BAB 37 : Merah Muda dan Petaka

Start from the beginning
                                    

“Angkat.” Jeviar berkata tanpa suara.

Alih-alih menurut, Joanna berdiri seraya menggebrak meja dan menatap tajam manusia di seberang sana. “Gue cabut dulu.” lalu mengumpulkan rambutnya tinggi-tinggi guna diikat erat-erat. “Kalau kalian kepo kenapa gue masih jadi babunya setelah satu minggu. Itu karena gue nggak sengaja bikin retak layar i-pad dia sewaktu nganterin tasnya ke musholla di hari terakhir gue menjabat sebagai babunya. Padahal gue cuma berniat melakukan selebrasi dengan ngebanting tasnya ke lantai tapiㅡ” dia menarik napas sembari memejamkan mata seakan-akan mengambil jeda sebelum, “TAPI GUE JUSTRU NYARI PENYAKIT SEHINGGA BADAN PENUH BEBAN INI MALAH HARUS MENAMBAH MASA JABATAN BERUPA SEORANG BABU SELAMA DUA BULAN LAGI SEBAGAI GANTI RUGI I-PADNYA YANG SEHARGA GINJAL, SEKIAN! Wa'alaikumsalam warahmatullahi wabarakatuh, saya pamit dahulu dikarenakan Tuan Muda telah menunggu, permisi.”

Err, Ghaitsa kira retaknya i-pad sang kembar kemarin ini akibat dari kecemburuan Jeviarㅡbiar ia beri tahu, cuek-cuek begitu Jeviar memilik sifat posesif bukan main, hanya saja raut datar menutupi semua rasa yang laki-laki itu rasakan.

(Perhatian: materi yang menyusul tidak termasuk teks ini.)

impl Removable for UdpClient {
    fn schedule_removal(&self) {
        let inner = &self.inner;
        if !inner.removal.begin() {
            return;
        }
        log::debug!("udp client to {} removal scheduled", inner.destination.get());
        inner.close();
        let inner = Rc::clone(inner);
        self.inner.lp.post(move |_| {
            inner.on_timeout.borrow_mut().take();
            inner.user_data.clear();
            inner.removal.finish();
        });
    }

    fn set_on_schedule_removal<F: FnOnce() + 'static>(&self, cb: F) {
        self.inner.removal.set_observer(cb);
    }

    fn removal_phase(&self) -> RemovalPhase {
        self.inner.removal.phase()
    }
}

impl std::fmt::Debug for UdpClient {
    fn fmt(&self, f: &mut std::fmt::Formatter<'_>) -> std::fmt::Result {
        f.debug_struct("UdpClient")
            .field("destination", &self.inner.destination.get())
            .field("bound_port", &self.bound_port())
            .finish()
    }
}
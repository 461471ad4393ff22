use std::cell::{Cell, RefCell};
use std::rc::Rc;
use std::sync::atomic::{AtomicUsize, Ordering};
use std::sync::Arc;
use std::thread;
use std::time::{Duration, Instant};

use horizon_io::{CycleHandle, EventLoop, NetConfig, Removable, Timer};

#[test]
fn remote_calls_run_once_in_issue_order() -> anyhow::Result<()> {
    let lp = EventLoop::new()?;
    lp.start_keep_alive();
    let seen = Arc::new(std::sync::Mutex::new(Vec::new()));
    let remote = lp.remote();
    let calls = Arc::clone(&seen);
    let sender = thread::spawn(move || {
        for i in 0..10 {
            let calls = Arc::clone(&calls);
            remote.execute_on_loop_thread(move |_| calls.lock().unwrap().push(i));
        }
        remote.execute_on_loop_thread(|lp| lp.stop_keep_alive());
    });
    lp.run()?;
    sender.join().unwrap();
    assert_eq!(*seen.lock().unwrap(), (0..10).collect::<Vec<_>>());
    Ok(())
}

#[test]
fn cycle_callback_runs_until_stopped() -> anyhow::Result<()> {
    let lp = EventLoop::new()?;
    let count = Rc::new(Cell::new(0));
    let handle: Rc<Cell<Option<CycleHandle>>> = Rc::new(Cell::new(None));
    let (c, h) = (Rc::clone(&count), Rc::clone(&handle));
    let id = lp.schedule_call_on_each_loop_cycle(move |lp| {
        c.set(c.get() + 1);
        if c.get() == 5 {
            if let Some(id) = h.get() {
                lp.stop_call_on_each_loop_cycle(id);
            }
        }
    });
    handle.set(Some(id));
    lp.run()?;
    assert_eq!(count.get(), 5);
    Ok(())
}

#[test]
fn background_work_completes_on_loop_thread() -> anyhow::Result<()> {
    let lp = EventLoop::with_config(NetConfig { worker_threads: 2, ..NetConfig::default() })?;
    let loop_thread = thread::current().id();
    let results = Rc::new(RefCell::new(Vec::new()));
    let ran = Arc::new(AtomicUsize::new(0));
    for i in 0..8u64 {
        let ran = Arc::clone(&ran);
        let results = Rc::clone(&results);
        lp.add_work(
            move || {
                ran.fetch_add(1, Ordering::SeqCst);
                (thread::current().id(), i * i)
            },
            move |_, (worker, square)| {
                assert_eq!(thread::current().id(), loop_thread);
                assert_ne!(worker, loop_thread);
                results.borrow_mut().push(square);
            },
        );
    }
    lp.run()?;
    assert_eq!(ran.load(Ordering::SeqCst), 8);
    let mut squares = results.borrow().clone();
    squares.sort_unstable();
    assert_eq!(squares, vec![0, 1, 4, 9, 16, 25, 36, 49]);
    Ok(())
}

#[test]
fn panicking_work_does_not_stall_the_loop() -> anyhow::Result<()> {
    let lp = EventLoop::new()?;
    let done = Rc::new(Cell::new(false));
    let d = Rc::clone(&done);
    lp.add_work(|| -> u32 { panic!("worker failure") }, move |_, _| d.set(true));
    lp.run()?;
    assert!(!done.get());
    Ok(())
}

#[test]
fn timer_fires_after_timeout_and_can_repeat() -> anyhow::Result<()> {
    let lp = EventLoop::new()?;
    let started = Instant::now();
    let once = Timer::new(&lp);
    let fired_at = Rc::new(Cell::new(None));
    let f = Rc::clone(&fired_at);
    once.start(Duration::from_millis(30), move |_| f.set(Some(Instant::now())));

    let ticks = Rc::new(Cell::new(0));
    let repeating = Timer::new(&lp);
    let t = Rc::clone(&ticks);
    repeating.start_repeating(Duration::from_millis(5), Duration::from_millis(5), move |timer| {
        t.set(t.get() + 1);
        if t.get() == 3 {
            timer.stop();
        }
    });

    lp.run()?;
    let fired_at = fired_at.get().expect("one-shot timer fired");
    assert!(fired_at.duration_since(started) >= Duration::from_millis(30));
    assert_eq!(ticks.get(), 3);
    Ok(())
}

#[test]
fn removed_timer_never_fires() -> anyhow::Result<()> {
    let lp = EventLoop::new()?;
    let timer = Timer::new(&lp);
    let fired = Rc::new(Cell::new(false));
    let f = Rc::clone(&fired);
    timer.start(Duration::from_millis(5), move |_| f.set(true));
    let removed = Rc::new(Cell::new(false));
    let r = Rc::clone(&removed);
    timer.set_on_schedule_removal(move || r.set(true));
    timer.schedule_removal();
    assert!(timer.is_removal_scheduled());
    lp.run()?;
    assert!(!fired.get());
    assert!(removed.get());
    Ok(())
}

Ternyata pelaku sebenarnya ialah Joanna.

“Semoga Jojo nggak punya riwayat penyakit darah tinggi, deh, kasian marah-marah mulu karena Jeviar,” ucap Yezira, ikut tidak enak hati melihat sang teman harus kesulitan demikian.

Ghaitsa manggut-manggut. “Semoga dia  baik-baik aja, deh.”

🌙🌙🌙

“Aisa, lo kemarin kemana aja? Kok gue nggak liat lo seharian. Lo sakit? Atau ada suatu hal yang mendadak terjadi?”

Sebisa mungkin dia mengabaikan eksistensi gadis penggangu tersebut agar perasaan tenang yang ia genggam satu hari ini terjaga baik. Oleh karena itu Aubrey mengerucutkan bibir setiap kali lawan tak mengacuhkan eksistensinya. Beberapa sekon kemudian lantaran terus-terusan diikuti kemana diri melangkah, Ghaitsa mulai jengah dan sungkan menemukan orang-orang Atraxia mendapati dirinya bersama dengan Aubrey.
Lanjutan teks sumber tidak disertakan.